Our patient's presenting symptoms of hypoxia, elevated carboxyhemoglobin level, and
agitation, as well as facial burns (although minor) appeared consistent with inhalational
injury. Both cyanide toxicity and CO poisoning can be associated with agitation and
confusion and cyanide toxicity may be associated with cardiac arrhythmias (including
SVT). In adults with cyanide poisoning who experience cardiac complications, approximately
30% may be diagnosed with SVT.[3]
Since the laboratory tests revealed that cyanide was not to blame for this patient's
range of symptoms, the cocaine-positive urine screen provides a likely explanation
for the patient's SVT. Cocaine has a biological half-life of 45 to 90 minutes and
is rapidly metabolized by plasma and liver esterases. The cocaine urine toxicology
test evaluates for the presence of benzoylecgonine, an inactive metabolite that can
be detected for up to a week after cocaine exposure.[4] The tachyarrhythmia, agitation, and elevated temperature on presentation are symptoms
consistent with cocaine intoxication. These effects are the result of sympathomimetic
stimulation by dopamine and norepinephrine and central dopamine and serotonin reuptake
inhibition. There is little data on frequency and type of arrhythmia associated with
cocaine toxicity, but in research animals, virtually every type of rhythm disturbance
can be induced.[5] These disturbances can be due to the ion-channel effects of cocaine, the increase
in sympathetic nervous system stimulation, and/or myocardial ischemia.[6] In pediatric patients who are unintentionally exposed to cocaine, tachycardia, seizures,
and agitation are the most common presenting symptoms.[7] Case reports from the late 1980s and early 1990s also suggest that small children
and infants can have detectable cocaine levels secondary to passive inhalation.[8]

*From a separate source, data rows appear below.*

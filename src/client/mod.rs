//! Remote-file client library abstraction.
//!
//! The request manager never talks to the wire itself; it drives an external
//! XRootD-style client library through the narrow traits in this module. The
//! abstraction allows for dependency injection and easier testing by enabling
//! mock client libraries in tests.
//!
//! The client library is expected to provide:
//!
//! - redirected opens ([`FileClient::open`]), where the redirector maps a
//!   logical URL onto a concrete data server,
//! - positioned and scatter reads on an open handle ([`RemoteFile`]),
//! - property queries (`DataServer`, `LastURL`) on an open handle,
//! - a filesystem-level channel for out-of-band info ([`FilesystemClient`]).

pub mod url;

use async_trait::async_trait;
use std::fmt;
use std::sync::Arc;

use crate::request::IoSegment;

/// Outcome classification reported by the client library.
#[derive(Debug, Clone, Copy, PartialEq, Eq)]
pub enum StatusCode {
    /// Operation succeeded.
    Ok,
    /// Transport-level failure (connection lost, refused, reset).
    ConnectionError,
    /// The operation did not complete within the client library's window.
    Timeout,
    /// The server's response was structurally invalid.
    InvalidResponse,
    /// The server reported an error for a well-formed exchange.
    ServerError,
}

/// Status of a client-library operation: a code, the originating errno when
/// one exists, and the library's human-readable rendering.
#[derive(Debug, Clone, PartialEq, Eq)]
pub struct Status {
    pub code: StatusCode,
    pub errno: i32,
    pub message: String,
}

impl Status {
    pub fn ok() -> Self {
        Self {
            code: StatusCode::Ok,
            errno: 0,
            message: String::new(),
        }
    }

    pub fn error(code: StatusCode, message: impl Into<String>) -> Self {
        Self {
            code,
            errno: 0,
            message: message.into(),
        }
    }

    pub fn with_errno(mut self, errno: i32) -> Self {
        self.errno = errno;
        self
    }

    pub fn is_ok(&self) -> bool {
        self.code == StatusCode::Ok
    }
}

impl fmt::Display for Status {
    fn fmt(&self, f: &mut fmt::Formatter<'_>) -> fmt::Result {
        write!(f, "{}", self.message)
    }
}

/// Open mode bits passed through to the client library.
#[derive(Debug, Clone, Copy, PartialEq, Eq, Default)]
pub struct OpenFlags(pub u32);

impl OpenFlags {
    pub const NONE: OpenFlags = OpenFlags(0);
    pub const READ: OpenFlags = OpenFlags(0x01);
}

impl std::ops::BitOr for OpenFlags {
    type Output = OpenFlags;

    fn bitor(self, rhs: OpenFlags) -> OpenFlags {
        OpenFlags(self.0 | rhs.0)
    }
}

impl fmt::Display for OpenFlags {
    fn fmt(&self, f: &mut fmt::Formatter<'_>) -> fmt::Result {
        write!(f, "{:#x}", self.0)
    }
}

/// Permission bits passed through to the client library, octal on the wire.
#[derive(Debug, Clone, Copy, PartialEq, Eq, Default)]
pub struct AccessMode(pub u32);

impl AccessMode {
    pub const NONE: AccessMode = AccessMode(0);
}

impl fmt::Display for AccessMode {
    fn fmt(&self, f: &mut fmt::Formatter<'_>) -> fmt::Result {
        write!(f, "0{:o}", self.0)
    }
}

/// Error returned by a failed open attempt.
///
/// A redirected open can fail after the redirector has already routed the
/// attempt to a concrete data server; the error carries where the attempt
/// ended up so the caller can exclude that server from the next try.
#[derive(Debug, Clone)]
pub struct OpenError {
    /// Status reported by the client library.
    pub status: Status,
    /// `DataServer` property of the failed attempt, when known.
    pub data_server: Option<String>,
    /// `LastURL` property of the failed attempt, when known.
    pub last_url: Option<String>,
}

/// An open remote file handle.
///
/// Reads resolve to the byte count actually transferred; delivery into the
/// caller's buffers is the client library's concern.
#[async_trait]
pub trait RemoteFile: Send + Sync {
    /// Reads `len` bytes at `offset`.
    async fn read(&self, offset: u64, len: u64) -> Result<u64, Status>;

    /// Issues a scatter read for `segments`, returning total bytes read.
    async fn vector_read(&self, segments: &[IoSegment]) -> Result<u64, Status>;

    /// Queries a named handle property (`DataServer`, `LastURL`, ...).
    fn property(&self, name: &str) -> Option<String>;
}

/// Filesystem-level channel to one storage server.
#[async_trait]
pub trait FilesystemClient: Send + Sync {
    /// Submits an out-of-band info string (monitoring id) to the server.
    async fn send_info(&self, info: &str) -> Result<(), Status>;
}

/// Entry point into the client library.
#[async_trait]
pub trait FileClient: Send + Sync {
    /// Opens `url` through the redirector, resolving when the open completes
    /// on a concrete data server.
    async fn open(
        &self,
        url: &str,
        flags: OpenFlags,
        perms: AccessMode,
    ) -> Result<Arc<dyn RemoteFile>, OpenError>;

    /// Constructs a filesystem client for the server named by `url`.
    fn filesystem(&self, url: &str) -> Arc<dyn FilesystemClient>;
}
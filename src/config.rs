//! Tunables and protocol constants.
//!
//! The constants mirror the wire protocol's preferences (chunk cap) and the
//! pool-management cadence; the only runtime tunables are environment
//! integers read once at construction.

use std::time::Duration;
use tracing::warn;

/// Upper bound on a single range segment, in bytes.
pub const MAX_CHUNK: u64 = 512 * 1024;

/// Cadence for source checks while the pool is short of replicas.
pub(crate) const SHORT_OPEN_DELAY: Duration = Duration::from_secs(5);

/// Cadence for source checks once two replicas are active, and the back-off
/// applied after a failed or duplicate open.
pub(crate) const LONG_OPEN_DELAY: Duration = Duration::from_secs(2 * 60);

/// Chance, in percent, of a speculative open when the pool has been stable
/// for a full [`LONG_OPEN_DELAY`].
pub(crate) const OPEN_PROBE_PERCENT: u32 = 10;

/// Minimal quality difference required to swap an active and inactive source.
pub(crate) const SOURCE_QUALITY_FUDGE: u32 = 100;

/// Quality above which an active source is demoted outright.
pub(crate) const QUALITY_HARD_LIMIT: u32 = 5130;

/// Quality above which an active source is demoted when its peer is at least
/// four times better.
pub(crate) const QUALITY_SOFT_LIMIT: u32 = 260;

/// Attempts for the initial synchronous open.
pub(crate) const OPEN_RETRIES: usize = 5;

/// Grace added on top of the stream-error window for bounded waits during
/// failure recovery and shutdown.
pub(crate) const OPEN_WAIT_GRACE: Duration = Duration::from_secs(10);

const DEFAULT_TIMEOUT: Duration = Duration::from_secs(3 * 60);

/// Environment variable overriding the stream-error window, in seconds.
pub const STREAM_ERROR_WINDOW_ENV: &str = "XRDMUX_STREAM_ERROR_WINDOW";

/// Environment variable carrying the monitoring job id.
pub const MONITOR_ID_ENV: &str = "XRDMUX_MONITOR_ID";

/// Runtime tunables, resolved once at manager construction.
#[derive(Debug, Clone)]
pub struct Settings {
    /// Stream-error window: the bound on recovery waits (plus a fixed 10 s
    /// grace). Default 180 s.
    pub timeout: Duration,
}

impl Default for Settings {
    fn default() -> Self {
        Self {
            timeout: DEFAULT_TIMEOUT,
        }
    }
}

impl Settings {
    /// Reads overrides from the environment.
    ///
    /// An unparsable value is ignored with a warning rather than failing the
    /// open.
    pub fn from_env() -> Self {
        let mut settings = Self::default();
        if let Ok(value) = std::env::var(STREAM_ERROR_WINDOW_ENV) {
            match value.parse::<u64>() {
                Ok(secs) => settings.timeout = Duration::from_secs(secs),
                Err(_) => warn!(
                    value = %value,
                    "Ignoring unparsable stream-error window override"
                ),
            }
        }
        settings
    }
}

#[cfg(test)]
mod tests {
    use super::*;

    #[test]
    fn test_default_timeout_is_three_minutes() {
        assert_eq!(Settings::default().timeout, Duration::from_secs(180));
    }

    #[test]
    fn test_env_override_and_invalid_value() {
        std::env::set_var(STREAM_ERROR_WINDOW_ENV, "60");
        assert_eq!(Settings::from_env().timeout, Duration::from_secs(60));

        std::env::set_var(STREAM_ERROR_WINDOW_ENV, "not-a-number");
        assert_eq!(Settings::from_env().timeout, Duration::from_secs(180));

        std::env::remove_var(STREAM_ERROR_WINDOW_ENV);
        assert_eq!(Settings::from_env().timeout, Duration::from_secs(180));
    }
}
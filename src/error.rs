//! Error types surfaced by the request manager.
//!
//! Recoverable read failures are never surfaced to callers; they are retried
//! against a replacement source. What does surface is either an open-side
//! failure (terminal open, excluded-source violation, open timeout) or the
//! invalid-response read path, and every surfaced error carries the full open
//! parameters plus the source pools at the time of failure.

use crate::client::{AccessMode, OpenFlags, Status};
use std::fmt;
use thiserror::Error;

/// Diagnostic context carried by every surfaced error.
#[derive(Debug, Clone)]
pub struct ErrorDetails {
    /// Operation that failed (`open`, `read`, `readv`).
    pub operation: String,
    /// Requested file name / URL.
    pub name: String,
    pub flags: OpenFlags,
    pub perms: AccessMode,
    /// Underlying client-library status.
    pub status: Status,
    /// Ids of the active sources at the time of failure.
    pub active_sources: Vec<String>,
    /// Ids of the disabled sources at the time of failure.
    pub disabled_sources: Vec<String>,
    /// Additional context lines, most recent last.
    pub info: Vec<String>,
}

impl fmt::Display for ErrorDetails {
    fn fmt(&self, f: &mut fmt::Formatter<'_>) -> fmt::Result {
        write!(
            f,
            "{}(name='{}', flags={}, permissions={}) => error '{}' (errno={}, code={:?})",
            self.operation,
            self.name,
            self.flags,
            self.perms,
            self.status.message,
            self.status.errno,
            self.status.code
        )?;
        for source in &self.active_sources {
            write!(f, "; active source: {}", source)?;
        }
        for source in &self.disabled_sources {
            write!(f, "; disabled source: {}", source)?;
        }
        for line in &self.info {
            write!(f, "; {}", line)?;
        }
        Ok(())
    }
}

/// Errors raised by the request manager.
#[derive(Debug, Clone, Error)]
pub enum XrdError {
    /// Terminal open failure, excluded-source violation, or open timeout.
    #[error("file open error: {0}")]
    FileOpen(Box<ErrorDetails>),

    /// Structurally invalid read response, surfaced on its own path.
    #[error("file read error: {0}")]
    FileRead(Box<ErrorDetails>),
}

impl XrdError {
    /// The diagnostic context, whichever variant carries it.
    pub fn details(&self) -> &ErrorDetails {
        match self {
            XrdError::FileOpen(details) => details,
            XrdError::FileRead(details) => details,
        }
    }
}
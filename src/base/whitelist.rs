//! Supported systems, versions, CUDA releases and OpenGL modes

/// Every value `repolab.yaml` may use in its `base` section.
#[derive(Debug, Clone, Copy)]
pub struct WhitelistTable {
    pub systems: &'static [&'static str],
    pub ubuntu: &'static [&'static str],
    pub centos: &'static [&'static str],
    pub cuda: &'static [&'static str],
    pub opengl: &'static [&'static str],
}

/// The table used by the CLI.
pub static SUPPORTED: WhitelistTable = WhitelistTable {
    systems: &["ubuntu", "centos"],
    ubuntu: &["16.04", "18.04"],
    centos: &["7"],
    cuda: &["9.0", "9.1", "9.2", "10.0"],
    opengl: &["runtime", "devel"],
};

impl Default for WhitelistTable {
    fn default() -> Self {
        SUPPORTED
    }
}
//! CLI argument parsing

use clap::Parser;
use std::path::PathBuf;

use crate::engine::{GenerateOptions, DEFAULT_PROJECT_DIR};
use crate::notebook::DEFAULT_CONVERTER;
use crate::output::OutputFormat;

#[derive(Parser, Debug)]
#[command(name = "repolab")]
#[command(
    author,
    version,
    about = "Generate a JupyterLab container build from repolab.yaml",
    long_about = None
)]
pub struct Args {
    /// Project root containing repolab.yaml; generated files are written here
    #[arg(long, value_name = "DIR", default_value = DEFAULT_PROJECT_DIR)]
    pub project_dir: PathBuf,

    /// Validate and print the dockerfile without writing anything
    #[arg(long)]
    pub dry_run: bool,

    /// Do not convert README.md into a notebook
    #[arg(long)]
    pub no_notebook: bool,

    /// Markdown to notebook converter
    #[arg(long, value_name = "CMD", default_value = DEFAULT_CONVERTER)]
    pub converter: String,

    /// Output the report as JSON
    #[arg(long)]
    pub json: bool,

    /// Verbose output
    #[arg(short, long)]
    pub verbose: bool,
}

impl Args {
    pub fn generate_options(&self) -> GenerateOptions {
        GenerateOptions {
            project_dir: self.project_dir.clone(),
            dry_run: self.dry_run,
            notebook: !self.no_notebook,
            converter: self.converter.clone(),
        }
    }

    pub fn output_format(&self) -> OutputFormat {
        if self.json {
            OutputFormat::Json
        } else {
            OutputFormat::Human
        }
    }
}
//! `base` section validation and image reference composition

use std::fmt;
use std::str::FromStr;

use tracing::debug;

use super::whitelist::WhitelistTable;
use crate::config::BaseSpec;
use crate::error::{RepolabError, Result};

/// Registry namespace of the GPU-enabled images
pub const GPU_IMAGE_PREFIX: &str = "nvidia/";

#[derive(Debug, Clone, Copy, PartialEq, Eq)]
pub enum System {
    Ubuntu,
    Centos,
}

impl System {
    pub fn as_str(&self) -> &'static str {
        match self {
            System::Ubuntu => "ubuntu",
            System::Centos => "centos",
        }
    }
}

impl fmt::Display for System {
    fn fmt(&self, f: &mut fmt::Formatter<'_>) -> fmt::Result {
        f.write_str(self.as_str())
    }
}

impl FromStr for System {
    type Err = ();

    fn from_str(s: &str) -> std::result::Result<Self, ()> {
        match s.to_lowercase().as_str() {
            "ubuntu" => Ok(System::Ubuntu),
            "centos" => Ok(System::Centos),
            _ => Err(()),
        }
    }
}

#[derive(Debug, Clone, Copy, PartialEq, Eq)]
pub enum OpenGlMode {
    Runtime,
    Devel,
}

impl FromStr for OpenGlMode {
    type Err = ();

    fn from_str(s: &str) -> std::result::Result<Self, ()> {
        match s {
            "runtime" => Ok(OpenGlMode::Runtime),
            "devel" => Ok(OpenGlMode::Devel),
            _ => Err(()),
        }
    }
}

/// A validated `base` section.
#[derive(Debug, Clone, PartialEq, Eq)]
pub struct BaseImage {
    pub system: System,
    pub version: String,
    pub cuda: Option<String>,
    pub opengl: Option<OpenGlMode>,
}

impl BaseImage {
    /// The image reference for the `FROM` line.
    pub fn reference(&self) -> String {
        let os = format!("{}{}", self.system, self.version);
        match (&self.cuda, &self.opengl) {
            (Some(cuda), Some(_)) => format!("nvidia/cudagl:{}-devel-{}", cuda, os),
            (Some(cuda), None) => format!("nvidia/cuda:{}-cudnn7-devel-{}", cuda, os),
            (None, Some(_)) => format!("nvidia/opengl:1.0-glvnd-devel-{}", os),
            (None, None) => format!("{}:{}", self.system, self.version),
        }
    }

    pub fn uses_gpu(&self) -> bool {
        self.reference().starts_with(GPU_IMAGE_PREFIX)
    }
}

/// Checks a [`BaseSpec`] against a [`WhitelistTable`].
#[derive(Debug, Clone, Copy, Default)]
pub struct BaseImageResolver {
    table: WhitelistTable,
}

impl BaseImageResolver {
    pub fn new(table: WhitelistTable) -> Self {
        Self { table }
    }

    pub fn resolve(&self, base: &BaseSpec) -> Result<BaseImage> {
        let system_name = base
            .system
            .as_deref()
            .ok_or_else(|| RepolabError::missing_key("system", "base"))?;
        let version = base
            .version
            .as_deref()
            .ok_or_else(|| RepolabError::missing_key("version", "base"))?;

        let system = system_name
            .parse::<System>()
            .ok()
            .filter(|s| self.table.systems.contains(&s.as_str()))
            .ok_or_else(|| {
                RepolabError::unsupported("System", &system_name.to_lowercase(), self.table.systems)
            })?;

        let versions = self.versions(system);
        if !versions.contains(&version) {
            return Err(RepolabError::unsupported(
                &format!("{} version", system),
                version,
                versions,
            ));
        }

        if let Some(cuda) = base.cuda.as_deref() {
            if !self.table.cuda.contains(&cuda) {
                return Err(RepolabError::unsupported("CUDA version", cuda, self.table.cuda));
            }
        }

        let opengl = base
            .opengl
            .as_deref()
            .map(|mode| {
                self.table
                    .opengl
                    .contains(&mode)
                    .then(|| mode.parse::<OpenGlMode>().ok())
                    .flatten()
                    .ok_or_else(|| {
                        RepolabError::unsupported("OpenGL option", mode, self.table.opengl)
                    })
            })
            .transpose()?;

        let image = BaseImage {
            system,
            version: version.to_string(),
            cuda: base.cuda.clone(),
            opengl,
        };
        debug!(reference = %image.reference(), "Resolved base image");
        Ok(image)
    }

    fn versions(&self, system: System) -> &'static [&'static str] {
        match system {
            System::Ubuntu => self.table.ubuntu,
            System::Centos => self.table.centos,
        }
    }
}

#[cfg(test)]
mod tests {
    use super::*;
    use crate::base::SUPPORTED;

    fn resolve(base: BaseSpec) -> Result<BaseImage> {
        BaseImageResolver::new(SUPPORTED).resolve(&base)
    }

    #[test]
    fn test_plain_os() {
        let image = resolve(BaseSpec::new("ubuntu", "18.04")).unwrap();
        assert_eq!(image.reference(), "ubuntu:18.04");
        assert!(!image.uses_gpu());
    }

    #[test]
    fn test_cuda_only() {
        let image = resolve(BaseSpec::new("ubuntu", "16.04").with_cuda("10.0")).unwrap();
        assert_eq!(image.reference(), "nvidia/cuda:10.0-cudnn7-devel-ubuntu16.04");
        assert!(image.uses_gpu());
    }

    #[test]
    fn test_opengl_only() {
        let image = resolve(BaseSpec::new("ubuntu", "18.04").with_opengl("runtime")).unwrap();
        assert_eq!(image.reference(), "nvidia/opengl:1.0-glvnd-devel-ubuntu18.04");
        assert_eq!(image.opengl, Some(OpenGlMode::Runtime));
    }

    #[test]
    fn test_cuda_and_opengl() {
        let image = resolve(
            BaseSpec::new("centos", "7").with_cuda("9.0").with_opengl("devel"),
        )
        .unwrap();
        assert_eq!(image.reference(), "nvidia/cudagl:9.0-devel-centos7");
    }

    #[test]
    fn test_system_is_case_insensitive() {
        let image = resolve(BaseSpec::new("Ubuntu", "18.04")).unwrap();
        assert_eq!(image.system, System::Ubuntu);
        assert_eq!(image.reference(), "ubuntu:18.04");
    }

    #[test]
    fn test_unsupported_system() {
        let err = resolve(BaseSpec::new("fedora", "30")).unwrap_err();
        match err {
            RepolabError::UnsupportedValue { value, valid, .. } => {
                assert_eq!(value, "fedora");
                assert_eq!(valid, vec!["ubuntu", "centos"]);
            }
            other => panic!("unexpected error: {other}"),
        }
    }

    #[test]
    fn test_version_checked_per_system() {
        let err = resolve(BaseSpec::new("centos", "18.04")).unwrap_err();
        match err {
            RepolabError::UnsupportedValue { value, valid, .. } => {
                assert_eq!(value, "18.04");
                assert_eq!(valid, vec!["7"]);
            }
            other => panic!("unexpected error: {other}"),
        }
    }

    #[test]
    fn test_unsupported_cuda_lists_supported_set() {
        let err = resolve(BaseSpec::new("ubuntu", "18.04").with_cuda("7.0")).unwrap_err();
        match err {
            RepolabError::UnsupportedValue { value, valid, .. } => {
                assert_eq!(value, "7.0");
                assert_eq!(valid, vec!["9.0", "9.1", "9.2", "10.0"]);
            }
            other => panic!("unexpected error: {other}"),
        }
    }

    #[test]
    fn test_unsupported_opengl() {
        let err = resolve(BaseSpec::new("ubuntu", "18.04").with_opengl("headless")).unwrap_err();
        assert!(err.to_string().contains("runtime, devel"));
    }

    #[test]
    fn test_missing_version() {
        let base = BaseSpec {
            system: Some("ubuntu".to_string()),
            ..Default::default()
        };
        let err = resolve(base).unwrap_err();
        assert_eq!(err.to_string(), "Key 'version' not found in base");
    }

    #[test]
    fn test_missing_system() {
        let err = resolve(BaseSpec::default()).unwrap_err();
        assert!(matches!(err, RepolabError::MissingKey { ref key, .. } if key == "system"));
    }

    #[test]
    fn test_restricted_table() {
        let table = WhitelistTable {
            ubuntu: &["18.04"],
            ..SUPPORTED
        };
        let resolver = BaseImageResolver::new(table);
        assert!(resolver.resolve(&BaseSpec::new("ubuntu", "16.04")).is_err());
        assert!(resolver.resolve(&BaseSpec::new("ubuntu", "18.04")).is_ok());
    }
}
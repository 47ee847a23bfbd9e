//! Generation engine

pub mod generator;

pub use generator::{generate, GenerateOptions, GenerationReport, DEFAULT_PROJECT_DIR};
//! Repository copy-in and build step fragments

use super::templates::BUILD_JOBS;
use crate::config::ProjectConfig;

/// Copies the project into the notebook user's home and hands it over.
pub fn copy_repo_fragment() -> String {
    "\nCOPY . ${HOME}\n\
     RUN chown -R ${NB_UID} ${HOME}\n\
     USER ${NB_USER}\n"
        .to_string()
}

/// One `RUN` per `custom` entry, in declared order.
pub fn custom_commands_fragment(config: &ProjectConfig) -> String {
    let Some(commands) = config.custom.as_deref() else {
        return String::new();
    };

    let mut fragment = String::from("\n");
    for command in commands {
        fragment.push_str(&format!("RUN {}\n", command));
    }
    fragment
}

/// CMake out-of-tree build of the project.
pub fn default_build_fragment() -> String {
    format!(
        "\nRUN mkdir -p build \\\n \
         && cd build \\\n \
         && cmake .. \\\n \
         && make -j{}\n",
        BUILD_JOBS
    )
}

/// Whichever of the custom or default build step applies.
pub fn build_step_fragment(config: &ProjectConfig) -> String {
    match config.custom {
        Some(_) => custom_commands_fragment(config),
        None => default_build_fragment(),
    }
}
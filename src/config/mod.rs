//! Project file loading
//!
//! Reads `repolab.yaml` into a [`ProjectConfig`]. Loading is all-or-nothing:
//! either every section deserializes or an error is returned.

mod loader;
mod naming;
mod scalar;
mod types;

pub use loader::{load_project, parse_project, PROJECT_FILE};
pub use naming::validate_image_name;
pub use types::{BaseSpec, ProjectConfig, SourcePackage};
//! Fixed dockerfile blocks
//!
//! Package management and user creation differ between the Debian-based and
//! RHEL-based systems; everything else is shared.

use crate::base::System;

/// Parallel jobs passed to `make`
pub const BUILD_JOBS: usize = 2;

const UBUNTU_TOOLS: &str = r#"
ENV DEBIAN_FRONTEND=noninteractive \
	LANG=C.UTF-8 \
	LC_ALL=C.UTF-8

RUN apt-get update && apt-get -yq dist-upgrade \
 && apt-get install -yq --no-install-recommends \
	locales \
	python3-pip \
	python3-setuptools \
	git \
	cmake \
	build-essential \
 && apt-get clean \
 && rm -rf /var/lib/apt/lists/*
"#;

const CENTOS_TOOLS: &str = r#"
ENV LANG=en_US.UTF-8 \
	LC_ALL=en_US.UTF-8

RUN yum -y update \
 && yum -y install \
	python3 \
	python3-pip \
	python3-setuptools \
	git \
	cmake \
	make \
	gcc \
	gcc-c++ \
 && yum clean all \
 && rm -rf /var/cache/yum
"#;

const JUPYTER: &str = r#"
RUN pip3 install jupyterlab bash_kernel \
 && python3 -m bash_kernel.install

ENV SHELL=/bin/bash \
	NB_USER=jovyan \
	NB_UID=1000

ENV HOME=/home/${NB_USER}
"#;

const UBUNTU_USER: &str = r#"
RUN adduser --disabled-password \
	--gecos "Default user" \
	--uid ${NB_UID} \
	${NB_USER}
"#;

const CENTOS_USER: &str = r#"
RUN useradd --create-home \
	--comment "Default user" \
	--uid ${NB_UID} \
	${NB_USER}
"#;

const SERVE: &str = r#"
EXPOSE 8888
WORKDIR ${HOME}

CMD ["jupyter", "lab", "--no-browser", "--ip=0.0.0.0", "--NotebookApp.token=''"]
"#;

/// JupyterLab with a bash kernel, running as an unprivileged `jovyan` user.
/// Leaves the image as root so package installation can follow.
pub fn notebook_setup(system: System) -> String {
    let (tools, user) = match system {
        System::Ubuntu => (UBUNTU_TOOLS, UBUNTU_USER),
        System::Centos => (CENTOS_TOOLS, CENTOS_USER),
    };
    [tools, JUPYTER, user, SERVE].concat()
}

/// Install `packages` with the system's package manager, one per
/// continuation line.
pub(crate) fn package_install(system: System, packages: &[String]) -> String {
    let (install, cleanup) = match system {
        System::Ubuntu => (
            "apt-get update && apt-get install -yq --no-install-recommends",
            " && apt-get clean \\\n && rm -rf /var/lib/apt/lists/*\n",
        ),
        System::Centos => (
            "yum -y install",
            " && yum clean all \\\n && rm -rf /var/cache/yum\n",
        ),
    };

    let mut block = format!("\nRUN {} \\\n", install);
    for package in packages {
        block.push_str(&format!("\t{} \\\n", package));
    }
    block.push_str(cleanup);
    block
}
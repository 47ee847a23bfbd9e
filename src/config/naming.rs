//! Docker image name checks for the project `name`

use std::sync::OnceLock;

use regex::Regex;

use crate::error::{RepolabError, Result};

/// One dot-separated label of a registry host. Hosts are case-insensitive.
const DOMAIN_COMPONENT: &str = r"[a-zA-Z0-9](?:[a-zA-Z0-9-]*[a-zA-Z0-9])?";
/// One slash-separated repository path element, always lower case.
const PATH_COMPONENT: &str = r"[a-z0-9]+(?:(?:[._]|__|-+)[a-z0-9]+)*";
const TAG: &str = r"[A-Za-z0-9_][A-Za-z0-9_.-]{0,127}";

fn image_name_regex() -> &'static Regex {
    static IMAGE_NAME: OnceLock<Regex> = OnceLock::new();
    IMAGE_NAME.get_or_init(|| {
        // A leading component is a registry host only when it has a port, a
        // dot, or is `localhost`.
        let domain = format!(
            r"(?:{c}(?:\.{c})*:[0-9]+|{c}(?:\.{c})+|localhost)",
            c = DOMAIN_COMPONENT
        );
        let pattern = format!(
            r"^(?:{domain}/)?{path}(?:/{path})*(?::{tag})?$",
            domain = domain,
            path = PATH_COMPONENT,
            tag = TAG,
        );
        Regex::new(&pattern).expect("image name pattern is valid")
    })
}

/// `name` becomes the `-t` argument of `docker build`, so it has to be a
/// valid image reference: optional registry host, repository path, optional tag.
pub fn validate_image_name(name: &str) -> Result<()> {
    if image_name_regex().is_match(name) {
        Ok(())
    } else {
        Err(RepolabError::InvalidImageName {
            name: name.to_string(),
        })
    }
}
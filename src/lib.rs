//! Repolab - turn a repository into a JupyterLab container
//!
//! Reads `repolab.yaml` from the project directory, validates its `base`
//! section and renders a dockerfile together with build and run scripts and
//! a `.dockerignore`. A `README.md` is optionally converted into a notebook.
//!
//! # Example
//!
//! ```no_run
//! use repolab::{generate, format_output, GenerateOptions, OutputFormat};
//!
//! let report = generate(&GenerateOptions::default()).unwrap();
//! println!("{}", format_output(&report, &OutputFormat::Human));
//! ```

pub mod base;
pub mod cli;
pub mod config;
pub mod engine;
pub mod error;
pub mod fragments;
pub mod notebook;
pub mod output;
pub mod writer;

pub use base::{BaseImage, BaseImageResolver, WhitelistTable, SUPPORTED};
pub use config::{load_project, parse_project, ProjectConfig};
pub use engine::{generate, GenerateOptions, GenerationReport};
pub use error::{RepolabError, Result};
pub use output::{format_output, OutputFormat};
pub use writer::Artifacts;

[9] Eventually we were able to obtain further history from the caregiver suggesting
that an acquaintance with a history of drug abuse had been spending time in the garage.
Although the timeline of events leading up to the patient presenting to the trauma
bay remains unclear, it is possible that the positive urine screen for cocaine was
secondary to unintentional inhalation of or exposure to the drug. The exposure could
have been secondary to proximity to the drug user while they were inhaling cocaine,
or the presence of some amount of drug stored in the garage that burned in the fire.